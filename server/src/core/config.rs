use std::fs;
use std::path::{Path, PathBuf};

use anyhow::{Context, Result};
use serde::Deserialize;

use crate::domain::catalog::SearchSettings;
use crate::utils::file::expand_path;

use super::cli::CliConfig;
use super::constants::{
    APP_DOT_FOLDER, CONFIG_FILE_NAME, DEFAULT_HOST, DEFAULT_PAGE_SIZE, DEFAULT_PORT,
    DEFAULT_TOP_RATED_LIMIT, MAX_PAGE_SIZE, MAX_TOP_RATED_LIMIT,
};

// =============================================================================
// File Config Structs (JSON deserialization)
// =============================================================================

/// Server configuration section
#[derive(Debug, Default, Clone, Deserialize)]
pub struct ServerFileConfig {
    pub host: Option<String>,
    pub port: Option<u16>,
}

/// Catalog configuration section
#[derive(Debug, Default, Clone, Deserialize)]
pub struct CatalogFileConfig {
    pub page_size: Option<u32>,
    pub max_page_size: Option<u32>,
    pub top_rated_limit: Option<u32>,
}

/// PayPal configuration section
#[derive(Debug, Default, Clone, Deserialize)]
pub struct PaypalFileConfig {
    pub client_id: Option<String>,
}

/// File-based configuration (JSON)
#[derive(Debug, Default, Deserialize)]
pub struct FileConfig {
    pub server: Option<ServerFileConfig>,
    pub catalog: Option<CatalogFileConfig>,
    pub paypal: Option<PaypalFileConfig>,
    pub debug: Option<bool>,
    #[serde(flatten)]
    pub extra: serde_json::Value,
}

impl FileConfig {
    /// Load configuration from a JSON file
    fn load_from_file(path: &Path) -> Result<Self> {
        tracing::debug!(path = %path.display(), "Loading config file");
        let content = fs::read_to_string(path)
            .with_context(|| format!("Failed to read config file: {}", path.display()))?;
        let config: Self = serde_json::from_str(&content)
            .with_context(|| format!("Failed to parse config file: {}", path.display()))?;
        tracing::trace!(config = ?config, "Parsed config file");
        Ok(config)
    }

    /// Warn about unknown fields in the config
    fn warn_unknown_fields(&self) {
        if let serde_json::Value::Object(map) = &self.extra
            && !map.is_empty()
        {
            let keys_str: String = map
                .keys()
                .map(|k| k.as_str())
                .collect::<Vec<_>>()
                .join(", ");
            tracing::warn!(
                fields = %keys_str,
                "Unknown fields in config file (possible typos)"
            );
        }
    }

    /// Merge another FileConfig into this one (other takes precedence)
    fn merge(&mut self, other: FileConfig) {
        if let Some(server) = other.server {
            let current = self.server.get_or_insert_with(ServerFileConfig::default);
            if server.host.is_some() {
                tracing::trace!(host = ?server.host, "Merging server.host");
                current.host = server.host;
            }
            if server.port.is_some() {
                tracing::trace!(port = ?server.port, "Merging server.port");
                current.port = server.port;
            }
        }

        if let Some(catalog) = other.catalog {
            let current = self.catalog.get_or_insert_with(CatalogFileConfig::default);
            if catalog.page_size.is_some() {
                current.page_size = catalog.page_size;
            }
            if catalog.max_page_size.is_some() {
                current.max_page_size = catalog.max_page_size;
            }
            if catalog.top_rated_limit.is_some() {
                current.top_rated_limit = catalog.top_rated_limit;
            }
        }

        if let Some(paypal) = other.paypal {
            let current = self.paypal.get_or_insert_with(PaypalFileConfig::default);
            if paypal.client_id.is_some() {
                current.client_id = paypal.client_id;
            }
        }

        if other.debug.is_some() {
            self.debug = other.debug;
        }
    }
}

// =============================================================================
// Runtime Config Structs (final merged configuration)
// =============================================================================

/// Server configuration
#[derive(Debug, Clone)]
pub struct ServerConfig {
    pub host: String,
    pub port: u16,
}

/// Catalog paging configuration
#[derive(Debug, Clone, Copy, PartialEq, Eq)]
pub struct CatalogConfig {
    pub page_size: u32,
    pub max_page_size: u32,
    pub top_rated_limit: u32,
}

impl Default for CatalogConfig {
    fn default() -> Self {
        Self {
            page_size: DEFAULT_PAGE_SIZE,
            max_page_size: MAX_PAGE_SIZE,
            top_rated_limit: DEFAULT_TOP_RATED_LIMIT,
        }
    }
}

impl CatalogConfig {
    pub fn search_settings(&self) -> SearchSettings {
        SearchSettings {
            default_limit: self.page_size,
            max_limit: self.max_page_size,
        }
    }
}

/// PayPal configuration
#[derive(Debug, Clone, Default)]
pub struct PaypalConfig {
    pub client_id: Option<String>,
}

/// Final merged application configuration
#[derive(Debug, Clone)]
pub struct AppConfig {
    pub server: ServerConfig,
    pub catalog: CatalogConfig,
    pub paypal: PaypalConfig,
    pub debug: bool,
}

impl AppConfig {
    /// Load configuration from all sources
    ///
    /// Priority (lowest to highest):
    /// 1. Defaults
    /// 2. Profile directory config (~/.storefront/storefront.json)
    /// 3. Local directory config OR CLI-specified config path
    /// 4. CLI arguments (which include env var fallbacks via clap)
    pub fn load(cli: &CliConfig) -> Result<Self> {
        tracing::debug!("Loading application configuration");
        tracing::trace!(cli = ?cli, "CLI config");

        let mut file_config = FileConfig::default();
        let mut found_configs: Vec<String> = Vec::new();

        if let Some(profile_path) = get_profile_config_path()
            && profile_path.exists()
        {
            let profile_config = FileConfig::load_from_file(&profile_path)?;
            profile_config.warn_unknown_fields();
            file_config.merge(profile_config);
            found_configs.push(profile_path.display().to_string());
        }

        let overlay_path = if let Some(ref path) = cli.config {
            let expanded = expand_path(&path.to_string_lossy());
            if !expanded.exists() {
                anyhow::bail!("Config file not found: {}", expanded.display());
            }
            Some(expanded)
        } else {
            let local = PathBuf::from(CONFIG_FILE_NAME);
            if local.exists() { Some(local) } else { None }
        };

        if let Some(path) = overlay_path {
            let overlay_config = FileConfig::load_from_file(&path)?;
            overlay_config.warn_unknown_fields();
            file_config.merge(overlay_config);
            found_configs.push(path.display().to_string());
        }

        tracing::debug!(configs = ?found_configs, "Config files loaded");

        let config = Self::from_layers(cli, file_config);
        config.validate()?;
        tracing::debug!(config = ?config, "Configuration loaded");
        Ok(config)
    }

    /// Layer configs: defaults -> file config -> CLI/env overrides
    fn from_layers(cli: &CliConfig, file_config: FileConfig) -> Self {
        let file_server = file_config.server.unwrap_or_default();
        let file_catalog = file_config.catalog.unwrap_or_default();
        let file_paypal = file_config.paypal.unwrap_or_default();
        let defaults = CatalogConfig::default();

        let host = cli
            .host
            .clone()
            .or(file_server.host)
            .unwrap_or_else(|| DEFAULT_HOST.to_string());
        let port = cli.port.or(file_server.port).unwrap_or(DEFAULT_PORT);

        let catalog = CatalogConfig {
            page_size: cli
                .page_size
                .or(file_catalog.page_size)
                .unwrap_or(defaults.page_size),
            max_page_size: cli
                .max_page_size
                .or(file_catalog.max_page_size)
                .unwrap_or(defaults.max_page_size),
            top_rated_limit: file_catalog
                .top_rated_limit
                .unwrap_or(defaults.top_rated_limit),
        };

        let client_id = cli
            .paypal_client_id
            .clone()
            .or(file_paypal.client_id)
            .filter(|id| !id.trim().is_empty());

        // --debug on the CLI only ever enables debug mode
        let debug = cli.debug || file_config.debug.unwrap_or(false);

        Self {
            server: ServerConfig { host, port },
            catalog,
            paypal: PaypalConfig { client_id },
            debug,
        }
    }

    /// Validate the configuration for consistency and correctness
    fn validate(&self) -> Result<()> {
        if self.server.host.is_empty() {
            anyhow::bail!("Configuration error: server.host must not be empty");
        }
        if self.server.port == 0 {
            anyhow::bail!("Configuration error: server.port must be greater than 0");
        }
        if self.catalog.page_size == 0 {
            anyhow::bail!("Configuration error: catalog.page_size must be greater than 0");
        }
        if self.catalog.page_size > self.catalog.max_page_size {
            anyhow::bail!(
                "Configuration error: catalog.page_size ({}) must not exceed catalog.max_page_size ({})",
                self.catalog.page_size,
                self.catalog.max_page_size
            );
        }
        if self.catalog.top_rated_limit == 0 || self.catalog.top_rated_limit > MAX_TOP_RATED_LIMIT
        {
            anyhow::bail!(
                "Configuration error: catalog.top_rated_limit must be between 1 and {}",
                MAX_TOP_RATED_LIMIT
            );
        }
        Ok(())
    }
}

/// Get the profile config path (~/.storefront/storefront.json)
fn get_profile_config_path() -> Option<PathBuf> {
    dirs::home_dir().map(|h| h.join(APP_DOT_FOLDER).join(CONFIG_FILE_NAME))
}

/// Check if host binds to all network interfaces
pub fn is_all_interfaces(host: &str) -> bool {
    matches!(host, "0.0.0.0" | "::" | "[::]")
}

__________

Counting only lines that hold the word "other", report how many there are in the listing above, as a number alone.

(REPLY TO THE EXERCISE)
7